Other films were La Femme infidèle/The Unfaithful Wife (Claude Chabrol, 1968), La Piscine/The Swimming Pool (Jacques Deray, 1969), Raphaël ou le débauché/Raphael, or The Debauched One (Michel Deville, 1971), and Beau-père/Stepfather (Bertrand Blier, 1981).

He made his directorial debut in 1964 with Le Voleur de Tibidabo/The Thief of Tibadabo, a light-hearted crime story shot in Barcelona, and followed it up with two documentaries Vers l'île des Dragons/To the Island of the Dragons (1974), an allegorical journey to Indonesia to film the Komodo dragon, and a report on the building of a dam in Caborabassa, Mozambique, for French television.

Toward the end of his life Ronet directed more programs for TV: an acclaimed adaptation of Herman Melville's Bartleby in 1976 (which was released theatrically in 1978) and adaptations of Edgar Allan Poe and Cornell Woolrich stories.

He also authored two books: L'ile des Dragons (1973) a chronicle of the making of Vers l'île des Dragons, and Le Métier de Comédien (1977), an honest and thorough discussion of the acting profession.

His marriage to Maria Pacôme ended in a separation in 1952, and they divorced in 1956.

From 1977 until his death in 1983, he lived with his partner Josephine Chaplin, a daughter of Charles and Oona Chaplin, in the village of Bonnieux in Provence.

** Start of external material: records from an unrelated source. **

use std::io;
use std::path::{Path, PathBuf};
use std::time::Duration;

use futures_util::StreamExt;
use once_cell::sync::Lazy;
use regex::Regex;
use reqwest::header::{HeaderMap, CONTENT_DISPOSITION};
use reqwest::{StatusCode, Url};
use thiserror::Error;
use tokio::fs::{self, File};
use tokio::io::AsyncWriteExt;
use tokio::time::timeout;
use tracing::{debug, info, warn};

const FALLBACK_FILE_NAME: &str = "download";

static DISPOSITION_FILENAME: Lazy<Regex> =
    Lazy::new(|| Regex::new(r#"filename="?([^";]+)"?"#).expect("valid content-disposition pattern"));

#[derive(Debug, Error)]
pub enum DownloadError {
    #[error("failed to build download client: {0}")]
    Client(#[source] reqwest::Error),
    #[error("request to {url} failed: {source}")]
    Request {
        url: String,
        #[source]
        source: reqwest::Error,
    },
    #[error("download of {url} answered {status}")]
    Status { url: String, status: StatusCode },
    #[error("download of {url} stalled for {}s", idle.as_secs_f32())]
    Stalled { url: String, idle: Duration },
    #[error("i/o error on {}: {source}", path.display())]
    Io {
        path: PathBuf,
        #[source]
        source: io::Error,
    },
    #[error("failed to extract {}: {source}", path.display())]
    Archive {
        path: PathBuf,
        #[source]
        source: zip::result::ZipError,
    },
    #[error("extraction task failed: {0}")]
    Join(#[from] tokio::task::JoinError),
}

fn io_error(path: &Path) -> impl FnOnce(io::Error) -> DownloadError + '_ {
    move |source| DownloadError::Io {
        path: path.to_path_buf(),
        source,
    }
}

/// `.{name}.part` file that is removed on drop unless it was persisted.
struct PartialFile {
    path: PathBuf,
    armed: bool,
}

impl PartialFile {
    fn new(path: PathBuf) -> Self {
        Self { path, armed: true }
    }

    async fn persist(mut self, dest: &Path) -> Result<(), DownloadError> {
        fs::rename(&self.path, dest).await.map_err(io_error(dest))?;
        self.armed = false;
        Ok(())
    }
}

impl Drop for PartialFile {
    fn drop(&mut self) {
        if !self.armed {
            return;
        }
        match std::fs::remove_file(&self.path) {
            Ok(()) => debug!(path = %self.path.display(), "removed partial download"),
            Err(err) if err.kind() == io::ErrorKind::NotFound => {}
            Err(err) => warn!(path = %self.path.display(), error = %err, "failed to remove partial download"),
        }
    }
}

/// Streams artifacts from download URLs into the cache directory.
#[derive(Clone)]
pub struct Downloader {
    http: reqwest::Client,
    idle_timeout: Duration,
}

impl Downloader {
    /// `connect_timeout` bounds connection setup. Bodies can be large, so
    /// there is no total deadline; instead every wait for response headers
    /// or the next body chunk is bounded by `idle_timeout`.
    pub fn new(connect_timeout: Duration, idle_timeout: Duration) -> Result<Self, DownloadError> {
        let http = reqwest::Client::builder()
            .connect_timeout(connect_timeout)
            .build()
            .map_err(DownloadError::Client)?;
        Ok(Self { http, idle_timeout })
    }

    fn stalled(&self, url: &str) -> DownloadError {
        DownloadError::Stalled {
            url: url.to_string(),
            idle: self.idle_timeout,
        }
    }

    /// Downloads `url` into `dir`. The file is named `file_name` when given,
    /// otherwise after the response's `Content-Disposition` or URL tail.
    pub async fn fetch(
        &self,
        url: &str,
        dir: &Path,
        file_name: Option<&str>,
    ) -> Result<PathBuf, DownloadError> {
        let response = timeout(self.idle_timeout, self.http.get(url).send())
            .await
            .map_err(|_| self.stalled(url))?
            .map_err(|source| DownloadError::Request {
                url: url.to_string(),
                source,
            })?;
        let status = response.status();
        if !status.is_success() {
            return Err(DownloadError::Status {
                url: url.to_string(),
                status,
            });
        }

        let name = match file_name.and_then(final_component) {
            Some(name) => name,
            None => response_file_name(response.headers(), response.url()),
        };
        let path = dir.join(&name);

        let partial = PartialFile::new(dir.join(format!(".{name}.part")));
        let mut file = File::create(&partial.path).await.map_err(io_error(&partial.path))?;
        let mut written: u64 = 0;
        let mut body = response.bytes_stream();
        loop {
            let next = timeout(self.idle_timeout, body.next())
                .await
                .map_err(|_| self.stalled(url))?;
            let Some(chunk) = next else { break };
            let chunk = chunk.map_err(|source| DownloadError::Request {
                url: url.to_string(),
                source,
            })?;
            file.write_all(&chunk).await.map_err(io_error(&partial.path))?;
            written += chunk.len() as u64;
        }
        file.flush().await.map_err(io_error(&partial.path))?;
        drop(file);
        partial.persist(&path).await?;

        info!(url, path = %path.display(), bytes = written, "download complete");
        Ok(path)
    }
}

/// File name announced by the server, else the last URL path segment.
pub fn response_file_name(headers: &HeaderMap, url: &Url) -> String {
    headers
        .get(CONTENT_DISPOSITION)
        .and_then(|value| value.to_str().ok())
        .and_then(|value| DISPOSITION_FILENAME.captures(value))
        .and_then(|captures| captures.get(1))
        .and_then(|name| final_component(name.as_str()))
        .or_else(|| {
            url.path_segments()
                .and_then(|mut segments| segments.next_back())
                .and_then(final_component)
        })
        .unwrap_or_else(|| FALLBACK_FILE_NAME.to_string())
}

/// Last path component of `raw`, so a name can never leave the cache dir.
fn final_component(raw: &str) -> Option<String> {
    let name = raw.trim().rsplit(['/', '\\']).next()?.trim();
    match name {
        "" | "." | ".." => None,
        name => Some(name.to_string()),
    }
}

/// `image/png; charset=binary` -> `png`.
pub fn extension_for_content_type(content_type: &str) -> Option<String> {
    let essence = content_type.split(';').next()?.trim();
    let (kind, subtype) = essence.split_once('/')?;
    let subtype = subtype.trim();
    if kind.trim().is_empty()
        || subtype.is_empty()
        || subtype.contains(['/', '\\'])
        || subtype.starts_with('.')
    {
        return None;
    }
    Some(subtype.to_ascii_lowercase())
}

pub fn is_zip_archive(path: &Path) -> bool {
    path.extension()
        .and_then(|ext| ext.to_str())
        .is_some_and(|ext| ext.eq_ignore_ascii_case("zip"))
}

/// Extracts `archive` into a sibling directory named after its stem and
/// returns that directory.
pub async fn extract_archive(archive: PathBuf) -> Result<PathBuf, DownloadError> {
    let target = archive.with_extension("");
    let dest = target.clone();
    tokio::task::spawn_blocking(move || extract_blocking(&archive, &dest)).await??;
    Ok(target)
}

fn extract_blocking(archive: &Path, dest: &Path) -> Result<(), DownloadError> {
    let file = std::fs::File::open(archive).map_err(io_error(archive))?;
    let mut zip = zip::ZipArchive::new(file).map_err(|source| DownloadError::Archive {
        path: archive.to_path_buf(),
        source,
    })?;
    std::fs::create_dir_all(dest).map_err(io_error(dest))?;
    // Entries with absolute or `..` paths are rejected by the extractor.
    zip.extract(dest).map_err(|source| DownloadError::Archive {
        path: archive.to_path_buf(),
        source,
    })?;
    debug!(
        archive = %archive.display(),
        dest = %dest.display(),
        entries = zip.len(),
        "archive extracted"
    );
    Ok(())
}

They had a son, Julien (1980).

Maurice Ronet died of cancer, a month before what would have been his 56th birthday.

Maurice Ronet
French postcard by Editions du Globe, no. 637. Photo: Sam Lévin.

Maurice Ronet
Spanish postcard by Edicion Archivo Bermejo, no. 7031. Photo: Suevia Films. Publicity still for Mi último tango/My Last Tango (Luis César Amadori, 1960).

Maurice Ronet
East-German card by VEB Progress Film-Vertrieb, Berlin, no. 24/71. Photo: Unifrance Film.

Scene from Plein Soleil (1960) with Alain Delon, Maurice Ronet and Marie Laforet. Source: Tubinho79 (YouTube).

Scene from Le Feu Follet (1963) with Maurice Ronet and Jeanne Moreau. Source: Wunbad777 (YouTube).

Sources: James Travers (French Films.info), Hal Erickson (AllMovie), Wikipedia, and IMDb.

1 comment:

Michael O'Sullivan said...

Fascinating information on this too little known actor. He is amazing in Le Feu Follet and those films with Delon, and of course Lift to the Scaffold. Also The Victors, Carve Her Name with Pride etc.